In what’s primarily a group of narrative poems that border on Oldsian neo-(post-?)confessionalism, Groom never shies away from the gritty side of human nature. Sometimes it’s grit that challenges us (“the medieval need to punish every cell / in a girl”), sometimes it’s the vomitous grit of Danielle Steele (“careless of the door’s window / of anything but each other’s mouths”). Groom’s characters come from all over; some seem made up (“Pinkerton and Butterfly Go to the Dollar Movie), others we know well (Jack Kerouac, Edna St. Vincent Milllay). She also shows an obsession with contemporaneity that might already have been irrelevant by the time the book hit the presses (I forget, has Natassia Kinski done anything lately?).

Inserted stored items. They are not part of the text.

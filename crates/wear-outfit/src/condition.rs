use serde::{Deserialize, Serialize};

/// Card icon picked from the API's free-text weather condition
#[derive(Debug, Clone, Copy, PartialEq, Eq, Serialize, Deserialize, Default)]
#[serde(rename_all = "kebab-case")]
pub enum ConditionIcon {
    Rainy,
    Cloudy,
    Snow,
    Sunny,
    #[default]
    PartlySunny,
}

impl ConditionIcon {
    /// Pick an icon for condition text such as "Clouds" or "light rain".
    ///
    /// Rules are checked in order, so "Thunderstorm with rain" is rainy.
    pub fn for_condition(condition: &str) -> Self {
        let condition = condition.to_lowercase();
        if condition.contains("rain") {
            Self::Rainy
        } else if condition.contains("cloud") {
            Self::Cloudy
        } else if condition.contains("snow") {
            Self::Snow
        } else if condition.contains("sun") || condition.contains("clear") {
            Self::Sunny
        } else {
            Self::PartlySunny
        }
    }

    pub fn icon_name(&self) -> &'static str {
        match self {
            Self::Rainy => "rainy",
            Self::Cloudy => "cloudy",
            Self::Snow => "snow",
            Self::Sunny => "sunny",
            Self::PartlySunny => "partly-sunny",
        }
    }

    /// Header background for the forecast details screen
    pub fn header_color(&self) -> &'static str {
        match self {
            Self::Rainy => "#4A6FA5",
            Self::Cloudy => "#5D8AA8",
            Self::Snow => "#A8D0E6",
            Self::Sunny => "#FFB347",
            Self::PartlySunny => "#6A8EAE",
        }
    }

    pub fn glyph(&self) -> &'static str {
        match self {
            Self::Rainy => "🌧️",
            Self::Cloudy => "☁️",
            Self::Snow => "❄️",
            Self::Sunny => "☀️",
            Self::PartlySunny => "⛅",
        }
    }
}

#[cfg(test)]
mod tests {
    use super::*;

    #[test]
    fn test_openweather_main_conditions() {
        assert_eq!(ConditionIcon::for_condition("Rain"), ConditionIcon::Rainy);
        assert_eq!(ConditionIcon::for_condition("Clouds"), ConditionIcon::Cloudy);
        assert_eq!(ConditionIcon::for_condition("Snow"), ConditionIcon::Snow);
        assert_eq!(ConditionIcon::for_condition("Clear"), ConditionIcon::Sunny);
    }

    #[test]
    fn test_rain_checked_first() {
        assert_eq!(
            ConditionIcon::for_condition("Thunderstorm with rain"),
            ConditionIcon::Rainy
        );
        assert_eq!(
            ConditionIcon::for_condition("rain and snow"),
            ConditionIcon::Rainy
        );
    }

    #[test]
    fn test_unmatched_is_partly_sunny() {
        assert_eq!(ConditionIcon::for_condition("Mist"), ConditionIcon::PartlySunny);
        assert_eq!(ConditionIcon::for_condition("Drizzle"), ConditionIcon::PartlySunny);
        assert_eq!(ConditionIcon::for_condition(""), ConditionIcon::PartlySunny);
    }

    #[test]
    fn test_header_color_follows_condition_order() {
        assert_eq!(ConditionIcon::for_condition("Rain").header_color(), "#4A6FA5");
        assert_eq!(ConditionIcon::for_condition("Clouds").header_color(), "#5D8AA8");
        assert_eq!(ConditionIcon::for_condition("Snow").header_color(), "#A8D0E6");
        assert_eq!(ConditionIcon::for_condition("Clear").header_color(), "#FFB347");
        assert_eq!(ConditionIcon::for_condition("Mist").header_color(), "#6A8EAE");
        assert_eq!(
            ConditionIcon::for_condition("rain and snow").header_color(),
            "#4A6FA5"
        );
    }

    #[test]
    fn test_icon_name() {
        assert_eq!(ConditionIcon::Sunny.icon_name(), "sunny");
        assert_eq!(ConditionIcon::PartlySunny.icon_name(), "partly-sunny");
    }
}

Though some of the poems just seem typical remembrances—loss of virginity, et al—some of them might give you a chill. If its unnecessary opening doesn’t turn you off, “A House Like This” has a matter-of-fact image that’s tough to get out of your head: “Her husband on crack, backed the car out, / hit their baby in the driveway.” Another poem is sad when our first person narrator, apparently suffering from substance problems of her own, describes coming out of detox:

At home, my mother threw herself
against the kitchen wall,
little orange teapots crying,
I can’t take her back.

And what would a book full of sad and horrible memories be without some tongue-in-cheek lost love: “he said we can’t do this anymore because i’ve been late to work / at the 7-11, three days in a row, they were docking my timecard.” But if many of her narratives show how careless people can be with each other, there’s also the triumph we’re capable of in the midst of it all. In “Half-Moon,” a friend’s boyfriend “sharpened the knife for three days” before breaking into the friend’s apartment and attempting to slash her throat. She survives the attack by sacrificing her hand:

                                                                 …She’d reached
up, blocked his hand, her finger breaking over her vocal
chords, past the knot of her hand he’d slit the other side too, ear
to ear, except the very middle…

Later we learn “Four doctors held her head up while they sewed her neck shut.” But the horrors of that can intrude on us are as present in Groom’s poetry as the decisions we are forced to make in day-to-day life. The bulk of her stories extend from adolescence to adulthood, years when our narrator remembers, “I kissed my best friend’s boyfriend, Brian Unger,” years when foolish behavior helps develop an awareness of consequence. Like this period in anyone’s life, the poems are fast paced; and while about half get where they’re going and half don’t, you might find it’s worth putting in the effort to figure which are which.